Yesterday night, the US Fed did nothing. It kept the interest rates going at near-zero as they were before and also said that the bond buying would continue. No real expectations were hooked onto this Fed Meet as such.
For the Indian stock markets, which crashed big time yesterday, all eyes and ears are only on the Union Budget scheduled for Monday, 1st Feb. Till then its action packed, what with the GDP coming in on Friday and then the Economic Survey before the Budget.

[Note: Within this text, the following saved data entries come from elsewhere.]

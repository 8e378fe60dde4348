//! Shared types used by every stage of the lsql pipeline: source locations,
//! the error hierarchy, runtime values, and the layered context abstraction
//! the evaluator uses for name lookup.

mod context;
mod error;
mod location;
mod schema;
mod value;

pub use context::{Context, EmptyContext, LayeredContext, MapContext};
pub use error::{Error, Result};
pub use location::{Location, Span};
pub use schema::{resolve_column_alias, FILE_COLUMNS, FILE_DEFAULT_COLUMNS, FILE_STAR_COLUMNS};
pub use value::{Interval, Mode, Tag, TaggedString, Timestamp, Value};
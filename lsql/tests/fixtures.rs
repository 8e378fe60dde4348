//! Black-box scenarios run against `tests/fixtures/base/`: `README.md`,
//! `LICENSE`, `small.py` (4 lines), and subdirectory `small/` containing
//! its own `LICENSE` (1 line).

use lsql_core::{Error, Value};

fn fixture_dir() -> String {
    concat!(env!("CARGO_MANIFEST_DIR"), "/tests/fixtures/base").to_string()
}

fn query(sql: &str) -> lsql_eval::Table {
    lsql::run_in(sql, &fixture_dir()).unwrap()
}

fn names(table: &lsql_eval::Table) -> Vec<String> {
    table
        .rows
        .iter()
        .map(|r| match &r[0] {
            Value::Str(s) => s.text.clone(),
            other => panic!("expected a name string, got {:?}", other),
        })
        .collect()
}

#[test]
fn selecting_name_lists_every_entry_recursively() {
    let table = query("select name");
    let mut found = names(&table);
    found.sort();
    assert_eq!(found, vec!["LICENSE", "LICENSE", "README.md", "small", "small.py"]);
}

#[test]
fn filtering_by_extension_alias_finds_the_python_file() {
    let table = query("select name where ext = 'py'");
    assert_eq!(names(&table), vec!["small.py"]);
}

#[test]
fn ordering_by_size_with_a_limit_surfaces_the_smallest_file() {
    let table = query("select name where type = 'file' order by size limit 1");
    assert_eq!(table.rows.len(), 1);
}

#[test]
fn length_of_lines_is_null_for_directories() {
    let table = query("select name, length(lines)");
    for row in &table.rows {
        let name = match &row[0] {
            Value::Str(s) => s.text.as_str(),
            _ => unreachable!(),
        };
        match name {
            "small.py" => assert_eq!(row[1], Value::Int(4)),
            "small" => assert_eq!(row[1], Value::Null),
            "README.md" | "LICENSE" => assert_eq!(row[1], Value::Int(1)),
            other => panic!("unexpected entry: {}", other),
        }
    }
}

#[test]
fn group_by_name_with_having_isolates_one_row() {
    let table = query("select name, count(*) group by name having name = 'small.py'");
    assert_eq!(table.rows.len(), 1);
    assert_eq!(table.rows[0], vec![Value::str("small.py"), Value::Int(1)]);
}

#[test]
fn arithmetic_follows_normal_operator_precedence() {
    let table = query("select 1 + 7 * 3 limit 1");
    assert_eq!(table.rows[0][0], Value::Int(22));

    let table = query("select (-1-4-3) * 5 limit 1");
    assert_eq!(table.rows[0][0], Value::Int(-40));

    let table = query("select 8 / (2 * +2) limit 1");
    assert_eq!(table.rows[0][0], Value::Int(2));
}

#[test]
fn between_filters_on_line_count() {
    let table = query("select name where length(lines) between 2 and 4");
    assert_eq!(names(&table), vec!["small.py"]);
}

#[test]
fn ungrouped_column_alongside_an_aggregate_is_illegal_group_by() {
    let err = lsql::parse("select size group by name").unwrap_err();
    assert!(matches!(err, Error::IllegalGroupBy { .. }));
}

#[test]
fn unknown_literal_suffix_is_rejected_at_parse_time() {
    let err = lsql::parse("select 5badsuffix").unwrap_err();
    assert!(matches!(err, Error::UnknownLiteralSuffix { .. }));
}

#[test]
fn unterminated_string_cannot_be_tokenized() {
    let err = lsql::parse("select 'unterminated").unwrap_err();
    assert!(matches!(err, Error::CantTokenize { .. }));
}

#[test]
fn nonexistent_directory_is_reported() {
    let err = lsql::run_in("select name", "/no/such/directory/lsql-fixture-test").unwrap_err();
    assert!(matches!(err, Error::DirectoryDoesNotExist { .. }));
}

#[test]
fn case_insensitivity_applies_to_keywords_and_column_names() {
    let a = query("SELECT NAME WHERE SIZE > 0 ORDER BY NAME");
    let b = query("select name where size > 0 order by name");
    assert_eq!(names(&a), names(&b));
}
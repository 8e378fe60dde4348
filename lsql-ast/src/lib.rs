//! The lsql abstract syntax tree.
//!
//! A single homogeneous [`Node`] type covers every expression and clause
//! shape the parser produces, plus the [`NodeVisitor`]/[`NodeTransformer`]
//! framework the semantic rewrite pass uses to walk and rebuild trees.

mod node;
mod visit;

pub use node::{AggId, AggIdGen, Direction, Node, NodeKind, QueryNode};
pub use visit::{walk, Identity, NodeTransformer, NodeVisitor};
/// The file-stat row's fixed column set (§3), canonical spellings, in
/// declaration order. `extension` and `is_executable` are the canonical
/// forms of the `ext`/`is_exec` aliases resolved by
/// [`resolve_column_alias`].
pub const FILE_COLUMNS: &[&str] = &[
    "fullpath",
    "size",
    "owner",
    "path",
    "fulldir",
    "dir",
    "name",
    "extension",
    "no_ext",
    "mode",
    "group",
    "atime",
    "mtime",
    "ctime",
    "birthtime",
    "depth",
    "type",
    "device",
    "hardlinks",
    "inode",
    "text",
    "lines",
    "is_executable",
];

/// The columns `SELECT *` expands to. Excludes `text`/`lines`, which read
/// and decode the whole file, since a practical "show me everything"
/// projection should not pay for that implicitly (Open Question, see
/// DESIGN.md).
pub const FILE_STAR_COLUMNS: &[&str] = &[
    "fullpath",
    "size",
    "owner",
    "path",
    "fulldir",
    "dir",
    "name",
    "extension",
    "no_ext",
    "mode",
    "group",
    "atime",
    "mtime",
    "ctime",
    "birthtime",
    "depth",
    "type",
    "device",
    "hardlinks",
    "inode",
    "is_executable",
];

/// The columns projected when `SELECT` itself is omitted: a small
/// `ls -l`-ish default rather than the full `star` set (Open Question, see
/// DESIGN.md).
pub const FILE_DEFAULT_COLUMNS: &[&str] = &["name", "size", "mode", "mtime"];

/// Resolves a column name to its canonical lowercase spelling, applying the
/// `ext`/`is_exec` aliases (§3). Unknown names are returned lowercased
/// unchanged, so callers can still detect "not a real column" by checking
/// membership in [`FILE_COLUMNS`].
pub fn resolve_column_alias(name: &str) -> String {
    match name.to_ascii_lowercase().as_str() {
        "ext" => "extension".to_string(),
        "is_exec" => "is_executable".to_string(),
        other => other.to_string(),
    }
}

#[cfg(test)]
mod tests {
    use super::*;

    #[test]
    fn aliases_resolve_to_canonical_names() {
        assert_eq!(resolve_column_alias("EXT"), "extension");
        assert_eq!(resolve_column_alias("Is_Exec"), "is_executable");
        assert_eq!(resolve_column_alias("size"), "size");
    }

    #[test]
    fn star_columns_omit_content_reads() {
        assert!(!FILE_STAR_COLUMNS.contains(&"text"));
        assert!(!FILE_STAR_COLUMNS.contains(&"lines"));
        assert!(FILE_COLUMNS.contains(&"text"));
    }
}
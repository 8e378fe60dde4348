//! Command-line front end: `lsql <query> [directory]`.

use std::path::PathBuf;
use std::process::ExitCode;

use clap::Parser;

use lsql::present::colorize;
use lsql_eval::Table;

/// SQL-flavored queries over the filesystem.
#[derive(Parser)]
#[command(name = "lsql", version, about = "SQL-flavored queries over the filesystem")]
struct Cli {
    /// The query to run, e.g. "select name, size where size > 1m"
    query: String,

    /// Working directory the query runs against; overridden by an explicit FROM
    directory: Option<PathBuf>,

    /// Disable ANSI colorization of tagged columns (name, path, ...)
    #[arg(long)]
    no_color: bool,

    /// Increase log verbosity (-v for info, -vv for debug)
    #[arg(short, long, action = clap::ArgAction::Count)]
    verbose: u8,

    /// Suppress warnings, e.g. permission-denied paths skipped during the walk
    #[arg(short, long)]
    quiet: bool,
}

fn main() -> ExitCode {
    let cli = Cli::parse();

    let level = if cli.quiet {
        log::LevelFilter::Error
    } else {
        match cli.verbose {
            0 => log::LevelFilter::Warn,
            1 => log::LevelFilter::Info,
            _ => log::LevelFilter::Debug,
        }
    };
    env_logger::Builder::new().filter_level(level).init();

    let root = cli
        .directory
        .as_deref()
        .map(|p| p.display().to_string())
        .unwrap_or_else(|| ".".to_string());

    match lsql::run_in(&cli.query, &root) {
        Ok(table) => {
            print_table(&table, !cli.no_color);
            ExitCode::SUCCESS
        }
        Err(err) => {
            eprintln!("lsql: {}", err);
            ExitCode::FAILURE
        }
    }
}

fn print_table(table: &Table, color: bool) {
    for row in &table.rows {
        let cells: Vec<String> = row
            .iter()
            .map(|v| {
                let text = v.to_string();
                if color {
                    colorize(v, &text)
                } else {
                    text
                }
            })
            .collect();
        println!("{}", cells.join("\t"));
    }
}

#[cfg(test)]
mod tests {
    use super::*;
    use clap::CommandFactory;

    #[test]
    fn cli_definition_is_valid() {
        Cli::command().debug_assert();
    }
}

As usual, the expectations are sky high and the FM has to walk a tightrope. Yes, economically we are precarious; the Budget to a large extent will define how the recovery will happen in the coming months. Demand has revived, yet on the ground, in homes, people remain wary, tight fisted, pessimistic and caution reins all decisions. And that’s the task of Nirmala Sitharaman – instilling a sense of hope, dispelling caution, restore consumer confidence and get people to loosen their purse strings and spend. The Budget needs to make people feel happy enough to kick start the sagging economy.
The Govt, will undoubtedly announce a bigger outlay for MNERGA and host of other similar social welfare schemes and at the same time, will give infra build a huge push as that alone creates millions of jobs, pushes all-over demand and brings in a sense of recovery. But for Govt expenditure to actually percolate into the system takes a while, what with the tendering, the biding, the award of contracts and beginning of actual work. What we need is now, urgent, asap.
Along with infra push, the FM has to increase every individuals’ purchasing power via lower taxes and prices. Maybe, just like the moratorium, tax cuts could be temporary and Govt revenue will also fall but if more money remains in the hands of the people, the collective push to the economy will surpass the loss of revenue in the long run. The FM needs to work on egging on demand from down to the top.
Really, more than more money going into welfare schemes alone, people would like to see tax cuts. Sops to revive Small and Medium enterprises should be a priority. Giving incentives to companies to get more into farm-based industries would help boost the farm sector. RBI has done its bit and now it’s the Govt’s turn to ensure that Banks once again start lending. Employment will not happen in one year but if measures are not taken now to boost new investments and project completions, it won’t happen even in 5 years.
Well, hopes are running high. Nationalism apart, people need to eat, earn and live a life. And that’s what we elect a Govt for.
PS: A ‘Covid cess’ is very much in the offing along with the many that we already pay.